Eğer benim yerimde fil veya fil terbiyecisi olsaydı tahammül edemezdi ve uzaklaşmak mecburiyetinde kalırdı.''

 

Abdülmelik'in bu sözlerini dinleyen Harun şöyle dedi: "Eğer Haşimoğulları'nı yaşatmak niyetinde olmasaydım, Allah'a yemin ederim ki, boynunu vurdururdum." Bundan sonra Harun O'nu tekrar hapishaneye gönderdi.

 

Harun'un sahibu'ş-şurta görevinde bulunan Abdullah b. Malik bir gün yamna geldi ve şöyle dedi: "Ey Müminlerin Emiri! Ben Abdülmelik'i samimi olarak biliyorum, O'nu neden tutukladınız?" Harun şu karşılığı verdi: "O'ndan gelen haberler beni ürküttü, hatta şu iki oğlum (Emin ve Me'mun)'un arasını açmasından korktum ve O'na güvenemedim. Eğer salıvermemi istiyorsanız, serbest bırakabilirim." Bunun üzerine Abdullah b. Malik şunu söyledi:

 

"Hapsettiğinize göre yakın zamanda salıvereceğinizi sanmıyorum; hiç olmazsa tutuklu bulunduğu yerde güzel muamele edin." Harun: "Bunu yaparım." dedi ve Fadl b. Rebi'e yanına gitmesini, ihtiyaçlarını tespit edip bunları yerine getirmesini emretti. Fadl da Harun'un bu isteklerini yerine getirdi.

 

Harun er-Reşid ölünceye kadar Abdülmelik'in tutukluluğu devam etti.

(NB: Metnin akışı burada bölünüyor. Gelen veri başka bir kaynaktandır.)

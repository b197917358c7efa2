//! ODIS protocol XML loader.
//!
//! Deserializes the tester's XML export with `quick-xml` into private mirror
//! structs, then converts them into the [`crate::model`] tree, wiring up the
//! key projections of every keyed collection on the way.

use super::ParseError;
use crate::model::{
    subsystem_key, Communication, Ecu, EcuData, EcuGroup, Information, KeyedSequence, NameValue,
    OdisProtocol, ValueItem, Vehicle,
};
use serde::Deserialize;

/// Parser for ODIS protocol XML documents
#[derive(Debug, Clone, Copy, Default)]
pub struct OdisXmlParser;

impl OdisXmlParser {
    /// Create a new ODIS XML parser
    pub const fn new() -> Self {
        Self
    }

    /// Quick check whether the content looks like an ODIS protocol.
    pub fn can_parse(&self, content: &str) -> bool {
        let head: String = content.chars().take(4096).collect();
        head.contains("<protocol")
    }

    /// Parse an ODIS protocol from XML text
    pub fn parse_str(&self, content: &str) -> Result<OdisProtocol, ParseError> {
        if !self.can_parse(content) {
            return Err(ParseError::InvalidStructure(
                "expected a <protocol> root element".to_string(),
            ));
        }

        let xml: ProtocolXml =
            quick_xml::de::from_str(content).map_err(|e| ParseError::XmlError(e.to_string()))?;

        convert_protocol(xml)
    }
}

// =============================================================================
// Conversion into the model
// =============================================================================

/// Exact empty strings carry no information; treat them as absent.
fn text(value: Option<String>) -> Option<String> {
    value.filter(|v| !v.is_empty())
}

fn convert_protocol(xml: ProtocolXml) -> Result<OdisProtocol, ParseError> {
    let vehicle = match xml.vehicle {
        Some(vehicle) => convert_vehicle(vehicle)?,
        None => {
            tracing::warn!("ODIS protocol has no <vehicle> section");
            Vehicle::default()
        }
    };

    Ok(OdisProtocol {
        time_of_issue: text(xml.time_of_issue),
        charset: text(xml.charset),
        information: xml.information.map(|info| Information {
            document_name: text(info.document_name),
            software_name: text(info.software_name),
            pc_name: text(info.pc_name),
            diag_hardware: text(info.diag_hardware),
            version: info.version.and_then(|v| text(v.number)),
        }),
        vehicle,
    })
}

fn convert_vehicle(xml: VehicleXml) -> Result<Vehicle, ParseError> {
    let name_values = |items: Vec<NameValueXml>| -> Vec<NameValue> {
        items
            .into_iter()
            .map(|nv| NameValue {
                display_name: text(nv.display_name),
                display_value: text(nv.display_value),
            })
            .collect()
    };

    let mut ecu_ordinal = 0usize;
    let mut communications = Vec::with_capacity(xml.communications.len());
    for comm in xml.communications {
        let mut ecu_groups = Vec::with_capacity(comm.ecus.len());
        for group in comm.ecus {
            let mut ecus = Vec::with_capacity(group.ecu.len());
            for ecu in group.ecu {
                ecu_ordinal += 1;
                ecus.push(convert_ecu(ecu, ecu_ordinal)?);
            }
            ecu_groups.push(EcuGroup {
                group_type: text(group.group_type),
                ecus,
            });
        }
        communications.push(Communication {
            comm_type: text(comm.comm_type),
            ecu_groups,
        });
    }

    Ok(Vehicle {
        vehicle_data: name_values(xml.vehicle_data),
        odx_info: name_values(xml.odx_info),
        communications,
    })
}

fn convert_ecu(xml: EcuXml, ordinal: usize) -> Result<Ecu, ParseError> {
    let ecu_id = text(xml.ecu_id)
        .ok_or_else(|| ParseError::MissingField(format!("ecu_id in ECU #{ordinal}")))?;

    let masters = KeyedSequence::new(xml.ecu_master.into_iter().map(convert_record).collect());

    let subsystem_records: Vec<EcuData> = xml
        .ecu_subsystem
        .map(|s| s.subsystem.into_iter().map(convert_record).collect())
        .unwrap_or_default();
    for record in &subsystem_records {
        if record.subsystem_qualifier().is_empty() {
            tracing::warn!(
                "Subsystem record of type '{}' in ECU {} has no identity; keyed by type only",
                record.record_type,
                ecu_id
            );
        }
    }

    Ok(Ecu {
        time_stamp: text(xml.time_stamp),
        ecu_id,
        ecu_name: text(xml.ecu_name),
        logical_link: text(xml.logicallink),
        tester_odx_variant: text(xml.tester_odx_variant),
        masters,
        subsystems: KeyedSequence::with_projection(subsystem_records, subsystem_key),
    })
}

fn convert_record(xml: EcuDataXml) -> EcuData {
    EcuData {
        record_type: xml.record_type.unwrap_or_default(),
        time_stamp: text(xml.time_stamp),
        display_name: text(xml.display_name),
        ti_name: text(xml.ti_name),
        values: KeyedSequence::new(xml.values.into_iter().map(convert_value).collect()),
    }
}

// Builds bottom-up with an explicit stack. This does not bound nesting
// depth: quick-xml has already recursed once per level while deserializing
// `ValueXml`, so the deserializer's recursion is the effective limit.
fn convert_value(root: ValueXml) -> ValueItem {
    struct Pending {
        item: ValueItem,
        children: std::vec::IntoIter<ValueXml>,
        converted: Vec<ValueItem>,
    }

    let split = |xml: ValueXml| -> Pending {
        Pending {
            item: ValueItem {
                ti_name: text(xml.ti_name),
                display_name: text(xml.display_name),
                display_value: text(xml.display_value),
                bin_value: text(xml.bin_value),
                hex_value: text(xml.hex_value),
                ti_value: text(xml.ti_value),
                ti_unit: text(xml.ti_unit),
                display_unit: text(xml.display_unit),
                sub_values: KeyedSequence::default(),
            },
            children: xml.values.into_iter(),
            converted: Vec::new(),
        }
    };

    let mut stack = vec![split(root)];
    loop {
        let next_child = stack.last_mut().and_then(|top| top.children.next());
        if let Some(child) = next_child {
            stack.push(split(child));
            continue;
        }

        let Some(mut done) = stack.pop() else {
            return ValueItem::default();
        };
        done.item.sub_values = KeyedSequence::new(done.converted);
        match stack.last_mut() {
            Some(parent) => parent.converted.push(done.item),
            None => return done.item,
        }
    }
}

// =============================================================================
// ODIS XML structures for deserialization
// =============================================================================

/// Root `protocol` element
#[derive(Debug, Deserialize)]
#[serde(rename = "protocol")]
struct ProtocolXml {
    time_of_issue: Option<String>,
    charset: Option<String>,
    information: Option<InformationXml>,
    vehicle: Option<VehicleXml>,
}

#[derive(Debug, Deserialize)]
struct InformationXml {
    document_name: Option<String>,
    software_name: Option<String>,
    pc_name: Option<String>,
    diag_hardware: Option<String>,
    version: Option<VersionXml>,
}

#[derive(Debug, Deserialize)]
struct VersionXml {
    number: Option<String>,
}

#[derive(Debug, Deserialize)]
struct VehicleXml {
    #[serde(default)]
    vehicle_data: Vec<NameValueXml>,
    #[serde(default)]
    odx_info: Vec<NameValueXml>,
    #[serde(default)]
    communications: Vec<CommunicationXml>,
}

#[derive(Debug, Deserialize)]
struct NameValueXml {
    display_name: Option<String>,
    display_value: Option<String>,
}

/// `communications` element (one per bus / channel)
#[derive(Debug, Deserialize)]
struct CommunicationXml {
    #[serde(rename = "@type")]
    comm_type: Option<String>,
    #[serde(default)]
    ecus: Vec<EcuGroupXml>,
}

/// `ecus` wrapper element
#[derive(Debug, Deserialize)]
struct EcuGroupXml {
    #[serde(rename = "@type")]
    group_type: Option<String>,
    #[serde(default)]
    ecu: Vec<EcuXml>,
}

#[derive(Debug, Deserialize)]
struct EcuXml {
    time_stamp: Option<String>,
    ecu_id: Option<String>,
    ecu_name: Option<String>,
    logicallink: Option<String>,
    tester_odx_variant: Option<String>,
    #[serde(default)]
    ecu_master: Vec<EcuDataXml>,
    ecu_subsystem: Option<SubsystemsXml>,
}

/// `ecu_subsystem` wrapper element
#[derive(Debug, Deserialize)]
struct SubsystemsXml {
    #[serde(default)]
    subsystem: Vec<EcuDataXml>,
}

/// `ecu_master` / `subsystem` element
#[derive(Debug, Deserialize)]
struct EcuDataXml {
    #[serde(rename = "@type")]
    record_type: Option<String>,
    time_stamp: Option<String>,
    display_name: Option<String>,
    ti_name: Option<String>,
    #[serde(default)]
    values: Vec<ValueXml>,
}

/// `values` element, recursive
#[derive(Debug, Deserialize)]
struct ValueXml {
    ti_name: Option<String>,
    display_name: Option<String>,
    display_value: Option<String>,
    bin_value: Option<String>,
    hex_value: Option<String>,
    ti_value: Option<String>,
    ti_unit: Option<String>,
    display_unit: Option<String>,
    #[serde(default)]
    values: Vec<ValueXml>,
}

#[cfg(test)]
mod tests {
    use super::*;
    use crate::model::EcuSelector;

    const SAMPLE: &str = r#"<?xml version="1.0" encoding="UTF-8"?>
<protocol>
  <time_of_issue>2024-03-01T10:00:00</time_of_issue>
  <charset>UTF-8</charset>
  <information>
    <document_name>Diagnostic protocol</document_name>
    <version><number>23.0.1</number></version>
  </information>
  <vehicle>
    <vehicle_data><display_name>vin</display_name><display_value>WVWZZZ1KZAW000001</display_value></vehicle_data>
    <vehicle_data><display_name>mileage</display_name><display_value>120345 km</display_value></vehicle_data>
    <communications type="DoIP">
      <ecus type="installed">
        <ecu>
          <time_stamp>2024-03-01T10:01:00</time_stamp>
          <ecu_id>0019</ecu_id>
          <ecu_name>Gateway</ecu_name>
          <logicallink>EV_Gateway</logicallink>
          <tester_odx_variant>EV_Gateway_001</tester_odx_variant>
          <ecu_master type="ident">
            <display_name>Identification</display_name>
            <values>
              <ti_name>SFT0004B</ti_name>
              <display_name>Slot</display_name>
              <display_value>A</display_value>
            </values>
            <values>
              <ti_name>SFT0004B</ti_name>
              <display_name>Slot</display_name>
              <display_value>B</display_value>
              <values>
                <display_name>Nested</display_name>
                <hex_value>0x01</hex_value>
              </values>
            </values>
          </ecu_master>
          <ecu_master type="coding_read">
            <values><ti_name>COD001</ti_name><bin_value>0101</bin_value></values>
          </ecu_master>
          <ecu_subsystem>
            <subsystem type="ident">
              <values><ti_name>MAS01171</ti_name><display_value>1</display_value></values>
              <values><ti_name>IDE00013</ti_name><display_value>5Q0959</display_value></values>
            </subsystem>
          </ecu_subsystem>
        </ecu>
      </ecus>
    </communications>
  </vehicle>
</protocol>"#;

    #[test]
    fn test_parse_sample_protocol() {
        let protocol = OdisXmlParser::new().parse_str(SAMPLE).unwrap();
        assert_eq!(protocol.vin(), Some("WVWZZZ1KZAW000001"));
        assert_eq!(protocol.mileage(), Some("120345 km"));
        assert_eq!(
            protocol.information.as_ref().and_then(|i| i.version.as_deref()),
            Some("23.0.1")
        );

        let ecus = protocol.ecus(&EcuSelector::default());
        let gateway = &ecus["0019"];
        assert_eq!(gateway.ecu_name.as_deref(), Some("Gateway"));
        assert_eq!(gateway.logical_link.as_deref(), Some("EV_Gateway"));

        let master_keys: Vec<&str> = gateway.masters.keys().collect();
        assert_eq!(master_keys, ["ident", "coding_read"]);

        let ident = gateway.masters.get("ident").unwrap();
        let value_keys: Vec<&str> = ident.values.keys().collect();
        assert_eq!(value_keys, ["SFT0004B", "SFT0004B_2"]);

        let second_slot = ident.values.get("SFT0004B_2").unwrap();
        assert_eq!(second_slot.display_value.as_deref(), Some("B"));
        assert_eq!(second_slot.sub_values.len(), 1);
        assert!(second_slot.sub_values.contains_key("Nested"));

        let subsystem_keys: Vec<&str> = gateway.subsystems.keys().collect();
        assert_eq!(subsystem_keys, ["1_ident"]);
    }

    #[test]
    fn test_rejects_non_protocol_document() {
        let err = OdisXmlParser::new()
            .parse_str("<bom><components/></bom>")
            .unwrap_err();
        assert!(matches!(err, ParseError::InvalidStructure(_)));
    }

    #[test]
    fn test_missing_ecu_id_is_reported() {
        let xml = r#"<protocol><vehicle><communications type="x"><ecus type="y">
            <ecu><ecu_name>Nameless</ecu_name></ecu>
        </ecus></communications></vehicle></protocol>"#;
        let err = OdisXmlParser::new().parse_str(xml).unwrap_err();
        assert!(matches!(err, ParseError::MissingField(ref f) if f.contains("ecu_id")));
    }

    #[test]
    fn test_deeply_nested_values() {
        let depth = 64;
        let mut xml = String::from(
            "<protocol><vehicle><communications><ecus><ecu><ecu_id>01</ecu_id><ecu_master type=\"ident\">",
        );
        for i in 0..depth {
            xml.push_str(&format!("<values><ti_name>V{i}</ti_name>"));
        }
        for _ in 0..depth {
            xml.push_str("</values>");
        }
        xml.push_str("</ecu_master></ecu></ecus></communications></vehicle></protocol>");

        let protocol = OdisXmlParser::new().parse_str(&xml).unwrap();
        let ecus = protocol.ecus(&EcuSelector::default());
        let mut node = ecus["01"].masters.get("ident").unwrap().values.get("V0");
        let mut seen = 0;
        while let Some(item) = node {
            seen += 1;
            node = item.sub_values.iter().next();
        }
        assert_eq!(seen, depth);
    }

    #[test]
    fn test_nested_values_keep_sibling_order() {
        let xml = r#"<protocol><vehicle><communications><ecus><ecu><ecu_id>01</ecu_id>
            <ecu_master type="coding_read">
              <values><ti_name>ROOT</ti_name>
                <values><ti_name>A</ti_name>
                  <values><ti_name>A1</ti_name></values>
                  <values><ti_name>A2</ti_name></values>
                </values>
                <values><ti_name>B</ti_name></values>
              </values>
            </ecu_master>
        </ecu></ecus></communications></vehicle></protocol>"#;

        let protocol = OdisXmlParser::new().parse_str(xml).unwrap();
        let ecus = protocol.ecus(&EcuSelector::default());
        let root = ecus["01"].masters.get("coding_read").unwrap().values.get("ROOT").unwrap();

        let children: Vec<&str> = root.sub_values.keys().collect();
        assert_eq!(children, ["A", "B"]);
        let grandchildren: Vec<&str> = root.sub_values.get("A").unwrap().sub_values.keys().collect();
        assert_eq!(grandchildren, ["A1", "A2"]);
        assert!(root.sub_values.get("B").unwrap().sub_values.is_empty());
    }
}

Ölümünden sonra oğlu Emin O'nu hapisten çıkardı ve Suriye Valiliği'ne tayin etti, fakat Rakka'da ikamete karar verdi. Ayrıca Abdülmelik, Emin kendisinden önce öldüğü takdirde kendisinin Me'mun'a ebediyyen itaat etmeyeceğine dair O'na söz verdi, fakat kendisi Emin'den önce öldü. Abdülmelik Emin için şöyle derdi: "Korktuğun an bana iltica et. Allah'a yemin ederim ki, muhakkak seni korurum."

 

Harun er-Reşid bir gün Abdülmelik'e: "Sen Salih'in oğlu değilsin.'' dedi. Abdülmelik: "O halde benim babam kim?" diye sordu. Harun'un: "Baban Mervan el-Ca'di." demesi üzerine Abdülmelik: "Kimin oğlu olursam olayım, o beni ilgilendirmez." dedi.

 

Harun bir gün Yahya b. Halid b. Bermek'e bir elçi gönderdi ve Yahya'ya verilmek üzere bir de mektup verdi. Mektupta şöyle diyordu: "Abdülmelik'in bana karşı çıkmak ve saltanat kavgasında bulunmak arzusunda olduğunu öğrendim. Bu husustaki şahsi bilgilerinizi bana bildirmenizi istiyorum. Eğer beni doğrulayan bilgiler verirsen, seni eski haline getiririm."

 

Yahya b. Halid, Harun'un bu sözlerine şu şekilde cevap verdi: "Allah'a yemin ederim ki, bu söylediklerinizin hiçbirini Abdülmelik üzerinde görmedim. Şayet görseydim, senin için peşini bırakmaz, yakasından sarılırdım. çünkü senin mülkün benim mülküm, senin saltanatın benim saltanatım demektir.

 

Hatta bu hususta meydana gelecek hayır ve şer bana ait olacaktır. Abdülmelik, söylediklerin hususunda benden böyle bir şeyi nasıl umabilir? Eğer Abdülmelik'e bir şey yapmağa kalkışırsan, O bana, senin O'na yaptığından daha çoğunu yapar. Benim hakkımda böyle bir zanna kapılmaktan seni Allah'a sığındırırım. Aslında Abdülmelik meşakkatleri sırtlanan birisidir. Böyle birisinin senin yakınların arasında bulunması beni sevindirir. Zaten Abdülmelik'in gidişatını beğendiğin için yüksek mevkilere tayin ettin, ayrıca O'na edep sahibi olmasından ve zorluklara göğüs geren biri bulunmasından dolayı meylettin."

 

Yahya b. Halid'in cevabını alan elçi doğruca Harun'a geldi, fakat Harun bu elçiyi tekrar Yahya'ya gönderdi ve şöyle dedi: "Eğer Abdülmelik'in aleyhine ikrarda bulunmaz isen oğlun Fadl'ı öldürürüm."

 

Yahya, Harun'un bu tavrına şu şekilde cevap verdi: "Zaten başımıza musallat oldun, dilediğini yap." Bunun üzerine elçi Fadl'ı yakaladı ve oradan uzaklaştırmak istedi. Bu sırada Fadl babasıyla vedalaştı ve şöyle dedi: "Baba! Benden razı değil misin?" Yahya: "Evet, razıyım, Allah da senden razı olsun." dedi. Yahya ile Fadl'ın arasını üç gün açan Harun, Yahya ile Abdülmelik arasında kendisiyle alakalı bir şeyin bulunmadığını anlayınca baba ile oğulun bir araya gelmesine müsaade etti.